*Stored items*
<<<<

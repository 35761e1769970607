//! Per-model dirty tracking.
//!
//! One bit per [`PropertyId`], packed into a `u32`. Iteration skips clean
//! bits with `trailing_zeros`.

use wraith_shared::property::{PropertyId, VariantKind};

/// Set of properties changed since the last sync pass.
#[derive(Clone, Copy, Debug, Default, PartialEq, Eq, Hash)]
pub struct DirtySet {
    bits: u32,
}

impl DirtySet {
    /// An empty set.
    #[inline]
    #[must_use]
    pub const fn new() -> Self {
        Self { bits: 0 }
    }

    /// Every property a model of `kind` carries.
    #[must_use]
    pub fn full(kind: VariantKind) -> Self {
        let mut set = Self::new();
        for property in PropertyId::ALL {
            if property.applies_to(kind) {
                set.mark(property);
            }
        }
        set
    }

    /// Marks one property.
    #[inline]
    pub fn mark(&mut self, property: PropertyId) {
        self.bits |= property.bit();
    }

    /// Marks several properties.
    #[inline]
    pub fn mark_all(&mut self, properties: &[PropertyId]) {
        for &property in properties {
            self.mark(property);
        }
    }

    /// Marks the transform group.
    #[inline]
    pub fn mark_transform(&mut self) {
        self.mark_all(&PropertyId::TRANSFORM);
    }

    /// Returns true if `property` is marked.
    #[inline]
    #[must_use]
    pub const fn contains(&self, property: PropertyId) -> bool {
        self.bits & property.bit() != 0
    }

    /// Returns true if nothing is marked.
    #[inline]
    #[must_use]
    pub const fn is_empty(&self) -> bool {
        self.bits == 0
    }

    /// Number of marked properties.
    #[inline]
    #[must_use]
    pub const fn len(&self) -> usize {
        self.bits.count_ones() as usize
    }

    /// Clears every mark.
    #[inline]
    pub fn clear(&mut self) {
        self.bits = 0;
    }

    /// Returns the current marks and clears them.
    #[inline]
    pub fn take(&mut self) -> Self {
        std::mem::take(self)
    }

    /// Iterates marked properties in wire order.
    #[must_use]
    pub const fn iter(&self) -> DirtyIter {
        DirtyIter { bits: self.bits }
    }
}

impl IntoIterator for DirtySet {
    type Item = PropertyId;
    type IntoIter = DirtyIter;

    fn into_iter(self) -> Self::IntoIter {
        self.iter()
    }
}

impl FromIterator<PropertyId> for DirtySet {
    fn from_iter<I: IntoIterator<Item = PropertyId>>(iter: I) -> Self {
        let mut set = Self::new();
        for property in iter {
            set.mark(property);
        }
        set
    }
}

/// Iterator over a [`DirtySet`].
#[derive(Clone, Debug)]
pub struct DirtyIter {
    bits: u32,
}

impl Iterator for DirtyIter {
    type Item = PropertyId;

    #[inline]
    fn next(&mut self) -> Option<Self::Item> {
        if self.bits == 0 {
            return None;
        }
        let index = self.bits.trailing_zeros() as usize;
        // Clear lowest set bit.
        self.bits &= self.bits - 1;
        PropertyId::ALL.get(index).copied()
    }

    fn size_hint(&self) -> (usize, Option<usize>) {
        let n = self.bits.count_ones() as usize;
        (n, Some(n))
    }
}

>>>>

*What the exercise asks*
Look through the records for the word "properties". Every line that has it should be copied.

*Final answer*
/// Set of properties changed since the last sync pass.
    /// Marks several properties.
    pub fn mark_all(&mut self, properties: &[PropertyId]) {
        for &property in properties {
    /// Number of marked properties.
    /// Iterates marked properties in wire order.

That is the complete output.